Pensé en el tal Nando. No había dado señales de vida. Listo como seguramente era, habría visto la feria de luces y sirenas de policías, ambulancias y bomberos y habría puesto "pies en polvorosa". Abandonando el almacén y la quinta cuya tierra, removida continuamente, era abonada por los cuerpos de tantas mujeres. Algunas incluso de más de cincuenta años, casi abuelas...
Se me ponen los pelos como escarpias cuando recuerdo las calaveras, tibias y peronés de todas las tallas, de todas las épocas. Nunca olvidaré mi marcha de aquel terrible lugar, los policias hacían su trabajo, los forenses hacían su trabajo y los sepultureros hacían sus cuentas y sus cálculos, mientras una vecina feísima, transtornada por lo acaecido justo al lado de su casa, gritaba como una posesa: "¡Lo sabía.

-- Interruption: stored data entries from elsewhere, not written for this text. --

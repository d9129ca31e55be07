//! Sweep orchestration: walk the due sources, fetch, parse, tag, ingest.
//!
//! Sources are processed strictly sequentially, one article at a time, so
//! crawl-delay directives stay meaningful. A failure in one source is
//! recorded in its outcome and never aborts the rest of the sweep.

use chrono::Utc;
use serde::Serialize;
use std::time::Duration;
use tracing::{error, info, warn};

use crate::db::{Database, Source, SourceKind};
use crate::detect::detect_source;
use crate::error::{IngestError, Result};
use crate::fetch::SafeFetcher;
use crate::parse::{feed::parse_feed, html::HtmlExtractor, CandidateArticle};
use crate::relevance::{tag_relevance, KeywordProfile};
use crate::robots::RobotsCache;
use crate::scheduler::select_due;
use crate::TARGET_SWEEP;

/// Robots user-agent token the pipeline honors rules for.
pub const ROBOTS_AGENT: &str = "ScoutBot";

/// Upper bound on honoring a crawl-delay directive.
const MAX_CRAWL_DELAY: Duration = Duration::from_secs(60);

/// Widest accepted fetch interval, one year.
pub const MAX_FETCH_INTERVAL_HOURS: i64 = 24 * 365;

#[derive(Debug, Clone, Copy, PartialEq, Eq, Serialize)]
#[serde(rename_all = "lowercase")]
pub enum SweepTrigger {
    /// Only sources whose interval has elapsed.
    Scheduled,
    /// One specific source, bypassing the due filter.
    Manual { source_id: i64 },
}

#[derive(Debug, Clone, Serialize)]
pub struct SourceOutcome {
    pub source_id: i64,
    pub source_name: String,
    pub new_articles: usize,
    pub errors: Vec<String>,
}

#[derive(Debug, Clone, Serialize)]
pub struct SweepResult {
    pub trigger: SweepTrigger,
    pub sources_processed: usize,
    pub total_new_articles: usize,
    pub total_errors: usize,
    pub per_source: Vec<SourceOutcome>,
}

/// Everything a sweep needs, wired together by the caller. No globals.
pub struct Sweeper {
    db: Database,
    fetcher: SafeFetcher,
    robots: RobotsCache,
    profile: KeywordProfile,
    extractor: HtmlExtractor,
}

impl Sweeper {
    pub fn new(
        db: Database,
        fetcher: SafeFetcher,
        robots: RobotsCache,
        profile: KeywordProfile,
    ) -> Self {
        Self {
            db,
            fetcher,
            robots,
            profile,
            extractor: HtmlExtractor::default(),
        }
    }

    /// Run one sweep. Always returns a result; per-source failures are
    /// captured in the outcomes rather than propagated.
    pub async fn run_sweep(&self, trigger: SweepTrigger) -> Result<SweepResult> {
        let sources: Vec<Source> = match trigger {
            SweepTrigger::Scheduled => {
                let all = self.db.list_sources().await?;
                let now = Utc::now();
                select_due(&all, now).into_iter().cloned().collect()
            }
            SweepTrigger::Manual { source_id } => {
                let source = self.db.get_source(source_id).await?.ok_or_else(|| {
                    IngestError::InvalidInput(format!("no source with id {source_id}"))
                })?;
                vec![source]
            }
        };

        info!(target: TARGET_SWEEP, "Sweep started: {} source(s) to process", sources.len());

        let mut per_source = Vec::with_capacity(sources.len());
        for source in &sources {
            let outcome = self.process_source(source).await;
            info!(
                target: TARGET_SWEEP,
                "Source {} ({}): {} new article(s), {} error(s)",
                source.id, source.name, outcome.new_articles, outcome.errors.len()
            );
            per_source.push(outcome);
        }

        let result = SweepResult {
            trigger,
            sources_processed: per_source.len(),
            total_new_articles: per_source.iter().map(|o| o.new_articles).sum(),
            total_errors: per_source.iter().map(|o| o.errors.len()).sum(),
            per_source,
        };
        info!(
            target: TARGET_SWEEP,
            "Sweep finished: {} source(s), {} new article(s), {} error(s)",
            result.sources_processed, result.total_new_articles, result.total_errors
        );
        Ok(result)
    }

    /// Process one source end to end. The poll timestamp is stamped to now
    /// whether the attempt succeeded or not, so a broken source cannot wedge
    /// the schedule into hot-looping on it.
    async fn process_source(&self, source: &Source) -> SourceOutcome {
        let mut outcome = SourceOutcome {
            source_id: source.id,
            source_name: source.name.clone(),
            new_articles: 0,
            errors: Vec::new(),
        };

        match self.gather(source).await {
            Ok(candidates) => {
                for candidate in candidates {
                    match self.ingest(source, &candidate).await {
                        Ok(was_new) => {
                            if was_new {
                                outcome.new_articles += 1;
                            }
                        }
                        Err(err) => {
                            error!(target: TARGET_SWEEP, "Failed to ingest {}: {}", candidate.url, err);
                            outcome.errors.push(format!("{}: {err}", candidate.url));
                        }
                    }
                }
            }
            Err(err) => {
                warn!(target: TARGET_SWEEP, "Source {} ({}) failed: {}", source.id, source.name, err);
                outcome.errors.push(err.to_string());
            }
        }

        if let Err(err) = self.db.update_last_fetched(source.id, Utc::now()).await {
            error!(target: TARGET_SWEEP, "Failed to stamp source {}: {}", source.id, err);
            outcome.errors.push(format!("poll stamp: {err}"));
        }

        outcome
    }

    /// Robots gate, optional crawl-delay, fetch, parse per stored kind.
    async fn gather(&self, source: &Source) -> Result<Vec<CandidateArticle>> {
        let verdict = self
            .robots
            .check(&self.fetcher, &source.url, ROBOTS_AGENT)
            .await?;
        if !verdict.allowed {
            return Err(IngestError::RobotsDisallowed(
                verdict
                    .reason
                    .unwrap_or_else(|| "disallowed by robots.txt".to_string()),
            ));
        }
        if let Some(delay) = verdict.crawl_delay {
            tokio::time::sleep(delay.min(MAX_CRAWL_DELAY)).await;
        }

        let page = self.fetcher.fetch(&source.url).await?;
        match source.kind {
            SourceKind::Feed => parse_feed(&page.body),
            SourceKind::Page => Ok(self.extractor.extract(&page.body, &page.url)),
        }
    }

    async fn ingest(&self, source: &Source, candidate: &CandidateArticle) -> Result<bool> {
        let tag = tag_relevance(
            &self.profile,
            &candidate.title,
            candidate.excerpt.as_deref().unwrap_or(""),
        );
        let (_, was_new) = self.db.add_article(source, candidate, &tag).await?;
        Ok(was_new)
    }

    /// Register a new monitored source: vet and classify the URL, then store
    /// the detected kind and display name.
    pub async fn create_source(&self, url: &str, fetch_interval_hours: i64) -> Result<Source> {
        if !(1..=MAX_FETCH_INTERVAL_HOURS).contains(&fetch_interval_hours) {
            return Err(IngestError::InvalidInput(format!(
                "fetch interval must be between 1 and {MAX_FETCH_INTERVAL_HOURS} hours"
            )));
        }

        let detection = detect_source(&self.fetcher, url).await?;
        let id = match self
            .db
            .insert_source(
                &detection.name,
                &detection.url,
                detection.kind,
                fetch_interval_hours,
            )
            .await
        {
            Ok(id) => id,
            Err(sqlx::Error::Database(err)) if err.is_unique_violation() => {
                return Err(IngestError::InvalidInput(format!(
                    "source {} is already monitored",
                    detection.url
                )));
            }
            Err(err) => return Err(err.into()),
        };

        let source = self.db.get_source(id).await?.ok_or_else(|| {
            IngestError::Database(sqlx::Error::Protocol(
                "freshly created source vanished".into(),
            ))
        })?;
        info!(
            target: TARGET_SWEEP,
            "Now monitoring {} ({}) as {} every {}h",
            source.name, source.url, source.kind, source.fetch_interval_hours
        );
        Ok(source)
    }
}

Llevaba años soñando con esto. Lo sabía. Yo lo sabía. Pero nadie me creyó!".
Me alejé encendiendo un cigarrillo, viendo como mi sombra se alargaba por el asfalto helado hacia lo que supuse sería el Este, aunque allí todo está al revés. Decidí no volver a dejar de fumar ni reabrir un caso más en lo que me restase de vida.

2 comentarios:

Pine Apple dijo...

Menos mal que al final fuma. Si no no sería un detective.

Pilar dijo...

Soy una romántica. Además, estar asqueado y retirarse cabizbajo de la escena del crimen le da un toque de originalidad.